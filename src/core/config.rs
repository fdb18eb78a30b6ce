//! Game configuration.
//!
//! A `DogConfig` fixes everything about a game that is decided before the
//! first move: board size, player names and glyphs, and how the first
//! player is chosen. The move table is not configurable here; it is owned
//! by the rules engine.

use serde::{Deserialize, Serialize};

use super::player::{PlayerId, PlayerPair};
use crate::error::{DogError, DogResult};

/// Default side length, matching the classic playfield.
pub const DEFAULT_SIZE: usize = 10;

/// How the player who moves first is selected.
#[derive(Clone, Copy, Debug, Default, PartialEq, Eq, Serialize, Deserialize)]
pub enum FirstPlayer {
    /// Fair coin flip at construction.
    #[default]
    Random,
    /// Always the given player.
    Fixed(PlayerId),
}

/// Configuration for a single game.
#[derive(Clone, Debug, PartialEq, Eq, Serialize, Deserialize)]
pub struct DogConfig {
    /// Side length of the square board.
    ///
    /// Sizes below 2 are accepted but produce a game that is over at once.
    pub size: usize,

    /// Display names, first player first.
    pub player_names: PlayerPair<String>,

    /// Display glyphs, first player first.
    pub player_symbols: PlayerPair<char>,

    /// First-player policy.
    pub first_player: FirstPlayer,
}

impl Default for DogConfig {
    fn default() -> Self {
        Self {
            size: DEFAULT_SIZE,
            player_names: PlayerPair::from_values("Player 1".to_string(), "Player 2".to_string()),
            player_symbols: PlayerPair::from_values('@', 'Ð'),
            first_player: FirstPlayer::Random,
        }
    }
}

impl DogConfig {
    /// Create a config for the given size and names, with default glyphs.
    pub fn new(size: usize, first: impl Into<String>, second: impl Into<String>) -> Self {
        Self {
            size,
            player_names: PlayerPair::from_values(first.into(), second.into()),
            ..Self::default()
        }
    }

    /// Set the board size.
    #[must_use]
    pub fn with_size(mut self, size: usize) -> Self {
        self.size = size;
        self
    }

    /// Set both player glyphs.
    #[must_use]
    pub fn with_symbols(mut self, first: char, second: char) -> Self {
        self.player_symbols = PlayerPair::from_values(first, second);
        self
    }

    /// Always let `player` move first.
    #[must_use]
    pub fn with_first_player(mut self, player: PlayerId) -> Self {
        self.first_player = FirstPlayer::Fixed(player);
        self
    }

    /// Whether the board is large enough for anyone to move.
    #[must_use]
    pub fn is_playable(&self) -> bool {
        self.size >= 2
    }

    /// Check that the two players can be told apart.
    pub fn validate(&self) -> DogResult<()> {
        let [first, second] = [PlayerId::FIRST, PlayerId::SECOND];

        if self.player_names[first] == self.player_names[second] {
            return Err(DogError::InvalidConfig(format!(
                "both players are named '{}'",
                self.player_names[first]
            )));
        }
        if self.player_symbols[first] == self.player_symbols[second] {
            return Err(DogError::InvalidConfig(format!(
                "both players use the symbol '{}'",
                self.player_symbols[first]
            )));
        }
        if i32::try_from(self.size).is_err() {
            return Err(DogError::InvalidConfig(format!("board size {} is too large", self.size)));
        }

        Ok(())
    }
}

▶ ABOUT THIS TASK
Transcribe the listing above verbatim.

▶ SOLUTION TO THIS EXERCISE
filename src/core/config.rs
repository fdb18eb78a30b6ce
//! Game configuration.
//!
//! A `DogConfig` fixes everything about a game that is decided before the
//! first move: board size, player names and glyphs, and how the first
//! player is chosen. The move table is not configurable here; it is owned
//! by the rules engine.

use serde::{Deserialize, Serialize};

use super::player::{PlayerId, PlayerPair};
use crate::error::{DogError, DogResult};

/// Default side length, matching the classic playfield.
pub const DEFAULT_SIZE: usize = 10;

/// How the player who moves first is selected.
#[derive(Clone, Copy, Debug, Default, PartialEq, Eq, Serialize, Deserialize)]
pub enum FirstPlayer {
    /// Fair coin flip at construction.
    #[default]
    Random,
    /// Always the given player.
    Fixed(PlayerId),
}

/// Configuration for a single game.
#[derive(Clone, Debug, PartialEq, Eq, Serialize, Deserialize)]
pub struct DogConfig {
    /// Side length of the square board.
    ///
    /// Sizes below 2 are accepted but produce a game that is over at once.
    pub size: usize,

    /// Display names, first player first.
    pub player_names: PlayerPair<String>,

    /// Display glyphs, first player first.
    pub player_symbols: PlayerPair<char>,

    /// First-player policy.
    pub first_player: FirstPlayer,
}

impl Default for DogConfig {
    fn default() -> Self {
        Self {
            size: DEFAULT_SIZE,
            player_names: PlayerPair::from_values("Player 1".to_string(), "Player 2".to_string()),
            player_symbols: PlayerPair::from_values('@', 'Ð'),
            first_player: FirstPlayer::Random,
        }
    }
}

impl DogConfig {
    /// Create a config for the given size and names, with default glyphs.
    pub fn new(size: usize, first: impl Into<String>, second: impl Into<String>) -> Self {
        Self {
            size,
            player_names: PlayerPair::from_values(first.into(), second.into()),
            ..Self::default()
        }
    }

    /// Set the board size.
    #[must_use]
    pub fn with_size(mut self, size: usize) -> Self {
        self.size = size;
        self
    }

    /// Set both player glyphs.
    #[must_use]
    pub fn with_symbols(mut self, first: char, second: char) -> Self {
        self.player_symbols = PlayerPair::from_values(first, second);
        self
    }

    /// Always let `player` move first.
    #[must_use]
    pub fn with_first_player(mut self, player: PlayerId) -> Self {
        self.first_player = FirstPlayer::Fixed(player);
        self
    }

    /// Whether the board is large enough for anyone to move.
    #[must_use]
    pub fn is_playable(&self) -> bool {
        self.size >= 2
    }

    /// Check that the two players can be told apart.
    pub fn validate(&self) -> DogResult<()> {
        let [first, second] = [PlayerId::FIRST, PlayerId::SECOND];

        if self.player_names[first] == self.player_names[second] {
            return Err(DogError::InvalidConfig(format!(
                "both players are named '{}'",
                self.player_names[first]
            )));
        }
        if self.player_symbols[first] == self.player_symbols[second] {
            return Err(DogError::InvalidConfig(format!(
                "both players use the symbol '{}'",
                self.player_symbols[first]
            )));
        }
        if i32::try_from(self.size).is_err() {
            return Err(DogError::InvalidConfig(format!("board size {} is too large", self.size)));
        }

        Ok(())
    }
}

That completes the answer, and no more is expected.